# Fbar - Signing Authority



## ex- (Sep 9, 2012)

Hello,

I'm a US Citizen living permanently abroad (have been for past several years).
We recently moved (sold our house and bought a new one) and the money from the sale went into my wife's bank account which I am not named on.

Do I need to file a FBAR for this type of an account?
I'm not sure if being married automatically qualifies as a signing authority if I am not named on the account.

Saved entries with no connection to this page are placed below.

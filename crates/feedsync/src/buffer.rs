//! Staged feed buffer: what the reader sees versus what has arrived.
//!
//! Arrivals never touch `visible` directly. They collect in a pending accumulator
//! for one debounce window, then land in `staged` in a single transition. Staged
//! items reach `visible` only through [`FeedBuffer::merge_now`], so the list under a
//! reader never reflows on its own.
//!
//! The buffer is driven by explicit instants; the controller arms a timer at
//! [`FeedBuffer::deadline`] and calls [`FeedBuffer::expire`] when it fires.

use std::collections::HashSet;
use tokio::time::Instant;

use crate::config::BufferConfig;
use crate::cursor::Cursor;
use crate::error::FeedError;
use crate::item::{sort_newest_first, Item};

/// Result of applying one batching window.
#[derive(Debug, Clone, Copy, Default, PartialEq, Eq)]
pub struct StageReport {
    /// Items that survived dedup and were added to `staged`.
    pub staged: usize,
    /// Pending items dropped because their id was already known.
    pub duplicates: usize,
    /// Staged items dropped to respect `max_buffer`.
    pub evicted: usize,
}

#[derive(Debug)]
pub struct FeedBuffer {
    config: BufferConfig,
    visible: Vec<Item>,
    staged: Vec<Item>,
    cursor: Cursor,
    pending: Vec<Item>,
    pending_cursor: Option<Cursor>,
    deadline: Option<Instant>,
    live: bool,
    revision: u64,
}

impl FeedBuffer {
    pub fn new(config: BufferConfig, initial: Vec<Item>, cursor: Cursor) -> Self {
        let mut visible = dedup_batch(initial, &HashSet::new()).0;
        sort_newest_first(&mut visible);
        visible.truncate(config.max_visible);
        Self {
            config,
            visible,
            staged: Vec::new(),
            cursor,
            pending: Vec::new(),
            pending_cursor: None,
            deadline: None,
            live: false,
            revision: 0,
        }
    }

    pub fn visible(&self) -> &[Item] {
        &self.visible
    }

    pub fn staged(&self) -> &[Item] {
        &self.staged
    }

    pub fn cursor(&self) -> Cursor {
        self.cursor
    }

    /// Newest cursor known, including a window that has not been applied yet.
    pub fn latest_cursor(&self) -> Cursor {
        self.pending_cursor.map_or(self.cursor, |p| p.max(self.cursor))
    }

    /// Pagination cursor: `published_at` of the oldest visible item.
    pub fn oldest_visible(&self) -> Option<Cursor> {
        self.visible.last().map(|i| Cursor::new(i.published_at))
    }

    pub fn new_count(&self) -> usize {
        self.staged.len()
    }

    pub fn banner_visible(&self) -> bool {
        self.new_count() >= self.config.threshold
    }

    pub fn is_live(&self) -> bool {
        self.live
    }

    pub fn set_live(&mut self, live: bool) {
        self.live = live;
    }

    pub fn pending_len(&self) -> usize {
        self.pending.len()
    }

    /// Bumped once per applied transition of `visible`, `staged` or the cursor.
    pub fn revision(&self) -> u64 {
        self.revision
    }

    /// When the open batching window closes, if one is open.
    pub fn deadline(&self) -> Option<Instant> {
        self.deadline
    }

    /// Queue a batch and restart the batching window.
    ///
    /// A cursor older than the one already known is rejected with
    /// [`FeedError::CursorRegression`]; the items are still queued.
    pub fn add_items(
        &mut self,
        items: Vec<Item>,
        new_cursor: Cursor,
        now: Instant,
    ) -> Result<(), FeedError> {
        self.pending.extend(items);
        self.deadline = Some(now + self.config.batch_window());
        let mut target = self.latest_cursor();
        target.advance(new_cursor)?;
        self.pending_cursor = Some(target);
        Ok(())
    }

    /// Apply the pending window if its deadline has passed.
    pub fn expire(&mut self, now: Instant) -> Option<StageReport> {
        match self.deadline {
            Some(at) if now >= at => Some(self.flush()),
            _ => None,
        }
    }

    /// Apply the pending window now, bypassing the debounce.
    pub fn flush(&mut self) -> StageReport {
        self.deadline = None;
        let pending = std::mem::take(&mut self.pending);
        let pending_cursor = self.pending_cursor.take();
        if pending.is_empty() && pending_cursor.is_none() {
            return StageReport::default();
        }

        let known: HashSet<&str> = self
            .visible
            .iter()
            .chain(self.staged.iter())
            .map(|i| i.id.as_str())
            .collect();
        let (fresh, duplicates) = dedup_batch(pending, &known);

        let mut report = StageReport {
            staged: fresh.len(),
            duplicates,
            evicted: 0,
        };
        if !fresh.is_empty() {
            self.staged.extend(fresh);
            sort_newest_first(&mut self.staged);
            report.evicted = self.staged.len().saturating_sub(self.config.max_buffer);
            self.staged.truncate(self.config.max_buffer);
        }
        // The caller's cursor reflects what the server has already handed out, so it
        // advances even when every item was a duplicate.
        if let Some(next) = pending_cursor {
            if next > self.cursor {
                self.cursor = next;
            }
        }
        self.revision += 1;
        tracing::debug!(
            staged = report.staged,
            duplicates = report.duplicates,
            evicted = report.evicted,
            cursor = %self.cursor,
            "batch applied"
        );
        report
    }

    /// Promote everything staged into the visible list.
    pub fn merge_now(&mut self) -> usize {
        if self.staged.is_empty() {
            return 0;
        }
        let promoted = self.staged.len();
        let mut merged = std::mem::take(&mut self.staged);
        merged.append(&mut self.visible);
        sort_newest_first(&mut merged);
        merged.truncate(self.config.max_visible);
        self.visible = merged;
        self.revision += 1;
        promoted
    }

    /// Add an older page below the visible list. Returns how many items were new.
    pub fn append_to_visible(&mut self, items: Vec<Item>) -> usize {
        let known: HashSet<&str> = self.visible.iter().map(|i| i.id.as_str()).collect();
        let (fresh, _) = dedup_batch(items, &known);
        let added = fresh.len();
        self.visible.extend(fresh);
        sort_newest_first(&mut self.visible);
        self.visible.truncate(self.config.max_visible);
        self.revision += 1;
        added
    }

    /// Drop the open window and stop being live. Visible and staged stay.
    pub fn disconnect(&mut self) {
        self.deadline = None;
        self.pending.clear();
        self.pending_cursor = None;
        self.live = false;
    }
}

/// Keep the first occurrence of every id not already in `known`.
fn dedup_batch(items: Vec<Item>, known: &HashSet<&str>) -> (Vec<Item>, usize) {
    let total = items.len();
    let mut seen: HashSet<String> = HashSet::with_capacity(total);
    let fresh: Vec<Item> = items
        .into_iter()
        .filter(|i| !known.contains(i.id.as_str()) && seen.insert(i.id.clone()))
        .collect();
    let dropped = total - fresh.len();
    (fresh, dropped)
}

Thanks in advance for any help


----------



## RødGrød (Oct 8, 2011)

If you have absolutely no power over the money in your wife's account then I would think that it does not need to be reported...maybe you should ask the bank?


----------



## ex- (Sep 9, 2012)

RødGrød said:


> If you have absolutely no power over the money in your wife's account then I would think that it does not need to be reported...maybe you should ask the bank?


I suppose a quick call to the bank wouldn't hurt. This is a tricky scenario which I've been trying to figure out on google with no luck. Thanks for the reply


----------



## Bevdeforges (Nov 16, 2007)

If you have no signing authority over the account and it's not held in joint name with your wife, then leave it off the FBAR. As my Dad used to say, only answer the question they actually asked. Never volunteer additional information.
Cheers,
Bev


----------